At the time of writing, the new school term is up and running and I have still not received any word regarding social welfare payments. That’s the whole summer gone and not a penny. What incentive is there for young teachers to want to stay here and follow through with this career choice? I came back to this country to make a go of teaching, a career that I love. I also came back to be close to friends and family. But it’s just such a struggle – I have no more savings left and I owe my family money for loans borrowed through the summer.

I live in my childhood bedroom because rent is unaffordable and even if I could get a mortgage, I won’t find anything I can afford to buy.

I love teaching in Ireland and my school is fantastic and really supportive, but it’s difficult to live as a teacher, especially when you’re single. Substituting and doing maternity cover contracts are downright hazardous for your financial and mental well-being in my experience. Every year, teachers across Ireland experience the same issues I have faced. I know this because I talk to so many of them. Everyone seems to have a Payroll and Social Welfare story. If this government were to be truly honest with themselves and us, they’d admit that teaching as a career fell into decline around the time of the austerity measures, whereby those teachers qualified post-2011 get paid less for doing the same job as teachers who qualified pre-2011.

Time to leave

I doubt I’ll stay in Ireland. It’s too expensive and basic public services like health and housing are a mess. Something is really wrong in a country as wealthy as ours where the very basics just do not function.

I work in a job that traditionally provides stability and a future but all I’ve experienced is massive levels of incompetence and dysfunction when trying to sort the simplest of things like just getting paid on time.

It’s like we’re stuck as a country, frozen in our ability to face the realities or fix the problems. The government just seems indifferent to it all. We have so much money but no will from the political class to address so many things that are failing in our society. They will bail out banks, look after vulture funds, bail out RTÉ etc. but they will never properly look after regular working people. The system is broken and they won’t fix it.
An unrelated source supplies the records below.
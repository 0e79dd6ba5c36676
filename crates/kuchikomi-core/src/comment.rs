//! Comment and reply records plus input sanitization.
//!
//! A thread holds at most [`MAX_COMMENTS`] comments, newest first; each
//! comment owns at most [`MAX_REPLIES`] replies, oldest first. Both bounds
//! are enforced destructively by [`BoundedQueue`]: inserting past capacity
//! displaces the oldest element rather than failing.

use chrono::{DateTime, Utc};
use serde::Serialize;

use crate::queue::{BoundedQueue, InsertEnd};

/// Maximum comments kept per discussion thread.
pub const MAX_COMMENTS: usize = 200;

/// Maximum replies kept per comment.
pub const MAX_REPLIES: usize = 50;

/// Maximum author name length, in characters, after sanitization.
pub const MAX_AUTHOR_LEN: usize = 30;

/// Maximum comment/reply text length, in characters, after sanitization.
pub const MAX_TEXT_LEN: usize = 500;

/// A top-level comment in a discussion thread.
#[derive(Debug, Clone, Serialize)]
pub struct Comment {
    /// Opaque token, unique for the lifetime of the store.
    pub id: String,
    pub author: String,
    pub text: String,
    /// Star rating 1..=5. Out-of-range ratings are stored as absent.
    #[serde(skip_serializing_if = "Option::is_none")]
    pub rating: Option<u8>,
    pub created_at: DateTime<Utc>,
    pub likes: u64,
    /// Replies in chronological order, oldest first.
    pub replies: BoundedQueue<Reply>,
}

impl Comment {
    pub(crate) fn new(
        id: String,
        author: String,
        text: String,
        rating: Option<u8>,
    ) -> Self {
        Self {
            id,
            author,
            text,
            rating,
            created_at: Utc::now(),
            likes: 0,
            replies: BoundedQueue::new(MAX_REPLIES, InsertEnd::Back),
        }
    }
}

/// A reply nested under a comment. Owned by its parent and deleted with it.
#[derive(Debug, Clone, Serialize)]
pub struct Reply {
    /// Opaque token, unique for the lifetime of the store.
    pub id: String,
    pub author: String,
    pub text: String,
    pub created_at: DateTime<Utc>,
    pub likes: u64,
}

impl Reply {
    pub(crate) fn new(id: String, author: String, text: String) -> Self {
        Self {
            id,
            author,
            text,
            created_at: Utc::now(),
            likes: 0,
        }
    }
}

/// Clean untrusted author/text input.
///
/// Strips angle brackets (the sole markup-injection defense for these
/// plain-text fields), trims surrounding whitespace, then truncates to
/// `max_len` characters. Runs before emptiness/length validation, so an
/// input that is only markup comes out empty and gets rejected.
pub(crate) fn sanitize(input: &str, max_len: usize) -> String {
    let stripped: String = input.chars().filter(|c| !matches!(c, '<' | '>')).collect();
    stripped.trim().chars().take(max_len).collect()
}

#[cfg(test)]
mod tests {
    use super::*;

    #[test]
    fn sanitize_strips_angle_brackets() {
        assert_eq!(sanitize("<script>alert(1)</script>", 500), "scriptalert(1)/script");
    }

    #[test]
    fn sanitize_trims_whitespace() {
        assert_eq!(sanitize("  hello  ", 500), "hello");
    }

    #[test]
    fn sanitize_truncates_after_stripping_and_trimming() {
        // Stripping happens first, so brackets do not count against the
        // length budget.
        assert_eq!(sanitize("<<ab>>cd", 3), "abc");
        // Truncation respects char boundaries, not bytes.
        assert_eq!(sanitize("日本語のテスト", 3), "日本語");
    }

    #[test]
    fn sanitize_markup_only_input_becomes_empty() {
        assert_eq!(sanitize("<>", 30), "");
        assert_eq!(sanitize("  <  >  ", 30), "");
    }

    #[test]
    fn comment_serializes_without_absent_rating() {
        let c = Comment::new("c1".into(), "ana".into(), "nice".into(), None);
        let json = serde_json::to_value(&c).unwrap();
        assert!(json.get("rating").is_none());
        assert_eq!(json["replies"], serde_json::json!([]));
        assert_eq!(json["likes"], 0);
    }

    #[test]
    fn comment_serializes_rating_when_present() {
        let c = Comment::new("c1".into(), "ana".into(), "nice".into(), Some(4));
        let json = serde_json::to_value(&c).unwrap();
        assert_eq!(json["rating"], 4);
    }
}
It’s more than two years since I returned home and I’m already worn out by it. I don’t want to be a negative person complaining about my country but I can’t escape the feelings of frustration, the lack of hope around finding a secure place to live and having no faith in the political system to properly run the country in a grown-up way that supports citizens. I think I’m done.

Written by a young teacher based in Dublin. The author wished to remain anonymous.  The Department of Education has told The Journal that it does not comment on individual cases. It said that it relies on schools to provide the necessary information in a timely manner to set teachers up for salary.